Assigned task: Beginning with the line below that contains "filename src/application/use_cases/chat_session.rs" and ending with the line that contains "pub const MODEL_SETTING_KEY: &str", copy every line exactly. Copy nothing else.

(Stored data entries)
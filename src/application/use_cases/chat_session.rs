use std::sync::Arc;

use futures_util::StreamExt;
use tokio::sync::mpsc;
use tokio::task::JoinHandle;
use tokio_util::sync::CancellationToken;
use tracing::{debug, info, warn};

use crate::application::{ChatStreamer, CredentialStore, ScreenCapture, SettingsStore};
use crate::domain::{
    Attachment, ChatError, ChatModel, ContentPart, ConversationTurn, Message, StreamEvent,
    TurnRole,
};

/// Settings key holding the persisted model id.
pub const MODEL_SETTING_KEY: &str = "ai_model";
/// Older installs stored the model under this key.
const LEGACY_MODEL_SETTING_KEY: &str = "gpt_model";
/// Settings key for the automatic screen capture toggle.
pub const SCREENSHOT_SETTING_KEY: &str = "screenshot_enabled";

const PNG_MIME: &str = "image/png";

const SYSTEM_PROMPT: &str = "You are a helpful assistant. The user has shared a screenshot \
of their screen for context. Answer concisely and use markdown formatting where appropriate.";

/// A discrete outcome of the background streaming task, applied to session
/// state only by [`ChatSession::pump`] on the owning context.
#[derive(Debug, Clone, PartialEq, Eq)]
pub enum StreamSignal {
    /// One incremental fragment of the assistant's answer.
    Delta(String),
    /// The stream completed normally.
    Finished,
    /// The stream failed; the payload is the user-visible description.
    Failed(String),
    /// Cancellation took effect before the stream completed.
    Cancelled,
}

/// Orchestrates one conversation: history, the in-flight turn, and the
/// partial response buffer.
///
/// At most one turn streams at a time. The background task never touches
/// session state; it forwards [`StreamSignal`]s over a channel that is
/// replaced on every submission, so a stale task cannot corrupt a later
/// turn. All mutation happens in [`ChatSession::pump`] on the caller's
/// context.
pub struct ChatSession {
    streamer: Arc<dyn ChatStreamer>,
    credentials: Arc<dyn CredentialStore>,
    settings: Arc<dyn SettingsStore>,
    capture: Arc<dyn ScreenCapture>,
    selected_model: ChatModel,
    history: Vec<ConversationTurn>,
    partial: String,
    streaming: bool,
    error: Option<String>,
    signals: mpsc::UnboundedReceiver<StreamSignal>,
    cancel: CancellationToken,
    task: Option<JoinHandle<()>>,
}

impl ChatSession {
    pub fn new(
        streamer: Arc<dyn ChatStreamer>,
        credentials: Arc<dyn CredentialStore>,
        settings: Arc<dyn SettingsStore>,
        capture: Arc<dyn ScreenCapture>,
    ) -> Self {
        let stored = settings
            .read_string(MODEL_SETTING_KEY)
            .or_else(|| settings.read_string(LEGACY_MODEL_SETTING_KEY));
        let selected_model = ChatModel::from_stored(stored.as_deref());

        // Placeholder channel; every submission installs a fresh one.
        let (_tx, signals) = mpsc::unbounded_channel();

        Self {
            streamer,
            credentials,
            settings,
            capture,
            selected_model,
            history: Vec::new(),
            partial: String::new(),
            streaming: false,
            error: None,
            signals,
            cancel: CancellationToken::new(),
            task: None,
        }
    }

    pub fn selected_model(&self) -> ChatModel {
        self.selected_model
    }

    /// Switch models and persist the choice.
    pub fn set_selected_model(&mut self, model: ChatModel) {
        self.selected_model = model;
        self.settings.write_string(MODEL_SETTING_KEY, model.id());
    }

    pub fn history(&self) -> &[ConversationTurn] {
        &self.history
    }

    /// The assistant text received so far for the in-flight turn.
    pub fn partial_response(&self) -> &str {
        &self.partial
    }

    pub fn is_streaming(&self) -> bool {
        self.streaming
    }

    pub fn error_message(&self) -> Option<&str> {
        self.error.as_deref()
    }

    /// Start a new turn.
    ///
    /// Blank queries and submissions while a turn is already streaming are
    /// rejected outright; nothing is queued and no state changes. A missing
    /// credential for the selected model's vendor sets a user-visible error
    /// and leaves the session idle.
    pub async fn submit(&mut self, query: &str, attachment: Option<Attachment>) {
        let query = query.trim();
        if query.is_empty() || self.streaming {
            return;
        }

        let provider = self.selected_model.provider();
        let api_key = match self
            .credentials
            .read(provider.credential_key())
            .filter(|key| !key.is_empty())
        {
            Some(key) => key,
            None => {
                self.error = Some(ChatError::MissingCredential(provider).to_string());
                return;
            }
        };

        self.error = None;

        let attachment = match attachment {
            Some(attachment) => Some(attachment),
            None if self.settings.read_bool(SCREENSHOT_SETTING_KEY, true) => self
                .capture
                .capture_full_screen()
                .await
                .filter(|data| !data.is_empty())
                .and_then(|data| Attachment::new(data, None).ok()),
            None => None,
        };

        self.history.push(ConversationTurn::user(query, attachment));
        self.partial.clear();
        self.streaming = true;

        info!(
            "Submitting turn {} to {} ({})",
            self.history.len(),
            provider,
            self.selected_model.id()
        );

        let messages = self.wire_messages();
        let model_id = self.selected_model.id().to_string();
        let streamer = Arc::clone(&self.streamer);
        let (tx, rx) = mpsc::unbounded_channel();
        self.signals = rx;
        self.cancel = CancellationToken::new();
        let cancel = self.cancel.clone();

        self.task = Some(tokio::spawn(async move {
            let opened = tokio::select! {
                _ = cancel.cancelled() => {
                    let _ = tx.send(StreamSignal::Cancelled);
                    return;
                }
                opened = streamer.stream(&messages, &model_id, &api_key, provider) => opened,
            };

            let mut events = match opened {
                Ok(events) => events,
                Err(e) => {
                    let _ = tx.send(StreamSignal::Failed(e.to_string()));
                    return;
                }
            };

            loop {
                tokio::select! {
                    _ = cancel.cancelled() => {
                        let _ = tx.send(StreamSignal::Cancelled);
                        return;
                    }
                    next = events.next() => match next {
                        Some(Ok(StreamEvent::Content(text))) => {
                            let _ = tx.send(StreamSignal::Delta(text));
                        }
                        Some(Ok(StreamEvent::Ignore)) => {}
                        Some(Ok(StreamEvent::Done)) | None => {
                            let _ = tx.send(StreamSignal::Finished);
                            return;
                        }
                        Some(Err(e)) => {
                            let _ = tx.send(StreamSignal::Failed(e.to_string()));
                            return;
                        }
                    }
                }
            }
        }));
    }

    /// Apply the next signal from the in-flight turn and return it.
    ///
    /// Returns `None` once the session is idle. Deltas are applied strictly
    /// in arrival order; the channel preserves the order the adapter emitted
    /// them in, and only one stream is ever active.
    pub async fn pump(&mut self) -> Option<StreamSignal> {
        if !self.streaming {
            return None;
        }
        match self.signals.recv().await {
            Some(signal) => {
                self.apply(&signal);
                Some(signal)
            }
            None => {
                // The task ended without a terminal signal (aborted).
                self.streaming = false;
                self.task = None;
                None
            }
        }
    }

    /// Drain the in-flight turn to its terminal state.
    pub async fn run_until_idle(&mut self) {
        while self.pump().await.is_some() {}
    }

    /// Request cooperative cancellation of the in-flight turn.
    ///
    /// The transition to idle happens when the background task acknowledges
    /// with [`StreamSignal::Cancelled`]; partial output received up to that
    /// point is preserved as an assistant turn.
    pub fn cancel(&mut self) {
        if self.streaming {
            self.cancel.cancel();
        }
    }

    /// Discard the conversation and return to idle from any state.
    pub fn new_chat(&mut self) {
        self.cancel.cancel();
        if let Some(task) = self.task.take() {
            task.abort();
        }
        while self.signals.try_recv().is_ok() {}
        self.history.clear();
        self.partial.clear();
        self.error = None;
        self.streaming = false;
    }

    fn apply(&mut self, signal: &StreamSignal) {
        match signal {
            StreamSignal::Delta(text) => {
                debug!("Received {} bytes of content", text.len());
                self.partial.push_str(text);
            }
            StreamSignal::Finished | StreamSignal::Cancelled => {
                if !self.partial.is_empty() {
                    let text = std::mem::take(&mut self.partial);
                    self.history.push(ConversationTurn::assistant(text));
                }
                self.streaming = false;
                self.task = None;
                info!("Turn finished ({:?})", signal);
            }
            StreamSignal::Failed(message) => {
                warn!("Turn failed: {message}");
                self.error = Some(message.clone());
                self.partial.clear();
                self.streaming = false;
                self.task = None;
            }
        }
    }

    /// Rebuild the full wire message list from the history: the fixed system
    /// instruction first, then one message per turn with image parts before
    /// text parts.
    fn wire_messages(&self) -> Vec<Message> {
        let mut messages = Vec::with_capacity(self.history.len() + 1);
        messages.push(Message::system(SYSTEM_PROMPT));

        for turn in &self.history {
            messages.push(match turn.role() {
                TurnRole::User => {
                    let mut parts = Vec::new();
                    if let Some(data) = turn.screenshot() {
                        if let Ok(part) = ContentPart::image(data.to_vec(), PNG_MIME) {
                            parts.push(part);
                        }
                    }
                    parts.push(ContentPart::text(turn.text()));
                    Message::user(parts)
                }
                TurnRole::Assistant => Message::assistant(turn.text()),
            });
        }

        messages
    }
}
...
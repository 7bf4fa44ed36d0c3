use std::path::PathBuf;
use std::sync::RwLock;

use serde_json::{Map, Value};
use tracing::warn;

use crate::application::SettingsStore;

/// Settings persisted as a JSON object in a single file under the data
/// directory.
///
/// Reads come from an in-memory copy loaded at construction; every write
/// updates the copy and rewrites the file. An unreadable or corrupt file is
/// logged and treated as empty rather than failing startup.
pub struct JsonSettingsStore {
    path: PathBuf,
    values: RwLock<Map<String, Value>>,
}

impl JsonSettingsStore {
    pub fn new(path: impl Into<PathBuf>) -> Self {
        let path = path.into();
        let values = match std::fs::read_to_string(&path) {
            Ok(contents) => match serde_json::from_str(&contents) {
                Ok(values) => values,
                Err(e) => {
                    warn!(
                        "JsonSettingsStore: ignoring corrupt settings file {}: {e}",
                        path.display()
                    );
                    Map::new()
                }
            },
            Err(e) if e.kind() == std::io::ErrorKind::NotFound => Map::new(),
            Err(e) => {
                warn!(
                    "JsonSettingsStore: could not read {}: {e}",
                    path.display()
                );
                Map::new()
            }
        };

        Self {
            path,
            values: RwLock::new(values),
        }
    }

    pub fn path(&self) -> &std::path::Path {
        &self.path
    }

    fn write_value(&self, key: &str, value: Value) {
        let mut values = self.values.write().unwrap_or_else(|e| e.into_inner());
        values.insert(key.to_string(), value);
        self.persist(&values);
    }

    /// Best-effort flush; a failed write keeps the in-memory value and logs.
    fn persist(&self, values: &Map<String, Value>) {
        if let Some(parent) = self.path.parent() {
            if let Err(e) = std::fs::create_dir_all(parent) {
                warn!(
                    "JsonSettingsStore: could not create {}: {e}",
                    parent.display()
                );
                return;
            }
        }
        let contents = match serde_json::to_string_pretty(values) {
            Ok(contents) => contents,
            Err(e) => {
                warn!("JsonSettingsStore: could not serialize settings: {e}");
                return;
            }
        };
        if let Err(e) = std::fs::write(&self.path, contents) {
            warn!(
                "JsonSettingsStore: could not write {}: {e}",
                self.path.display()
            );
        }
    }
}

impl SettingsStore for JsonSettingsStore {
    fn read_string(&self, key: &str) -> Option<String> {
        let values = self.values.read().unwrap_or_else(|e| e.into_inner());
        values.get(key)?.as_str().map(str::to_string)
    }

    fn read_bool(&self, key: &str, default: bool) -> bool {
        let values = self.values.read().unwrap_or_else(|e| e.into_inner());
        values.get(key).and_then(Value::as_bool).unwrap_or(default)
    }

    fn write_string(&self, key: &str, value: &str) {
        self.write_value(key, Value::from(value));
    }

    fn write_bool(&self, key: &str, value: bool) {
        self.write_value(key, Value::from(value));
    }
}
==
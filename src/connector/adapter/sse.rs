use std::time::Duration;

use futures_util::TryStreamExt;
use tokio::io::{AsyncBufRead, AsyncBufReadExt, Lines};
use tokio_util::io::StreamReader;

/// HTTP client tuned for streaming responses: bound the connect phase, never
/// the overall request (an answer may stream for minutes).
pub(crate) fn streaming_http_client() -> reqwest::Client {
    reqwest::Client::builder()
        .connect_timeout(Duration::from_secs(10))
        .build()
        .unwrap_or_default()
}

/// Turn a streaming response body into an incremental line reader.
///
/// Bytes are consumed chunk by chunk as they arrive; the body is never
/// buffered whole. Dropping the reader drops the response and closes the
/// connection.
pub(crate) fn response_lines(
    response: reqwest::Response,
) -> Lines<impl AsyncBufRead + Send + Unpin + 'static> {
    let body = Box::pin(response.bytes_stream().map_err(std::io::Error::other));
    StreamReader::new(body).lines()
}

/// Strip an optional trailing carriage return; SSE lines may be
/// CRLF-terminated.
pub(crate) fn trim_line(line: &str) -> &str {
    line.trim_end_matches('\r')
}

Task solution:
filename src/application/use_cases/chat_session.rs
use std::sync::Arc;

use futures_util::StreamExt;
use tokio::sync::mpsc;
use tokio::task::JoinHandle;
use tokio_util::sync::CancellationToken;
use tracing::{debug, info, warn};

use crate::application::{ChatStreamer, CredentialStore, ScreenCapture, SettingsStore};
use crate::domain::{
    Attachment, ChatError, ChatModel, ContentPart, ConversationTurn, Message, StreamEvent,
    TurnRole,
};

/// Settings key holding the persisted model id.
pub const MODEL_SETTING_KEY: &str = "ai_model";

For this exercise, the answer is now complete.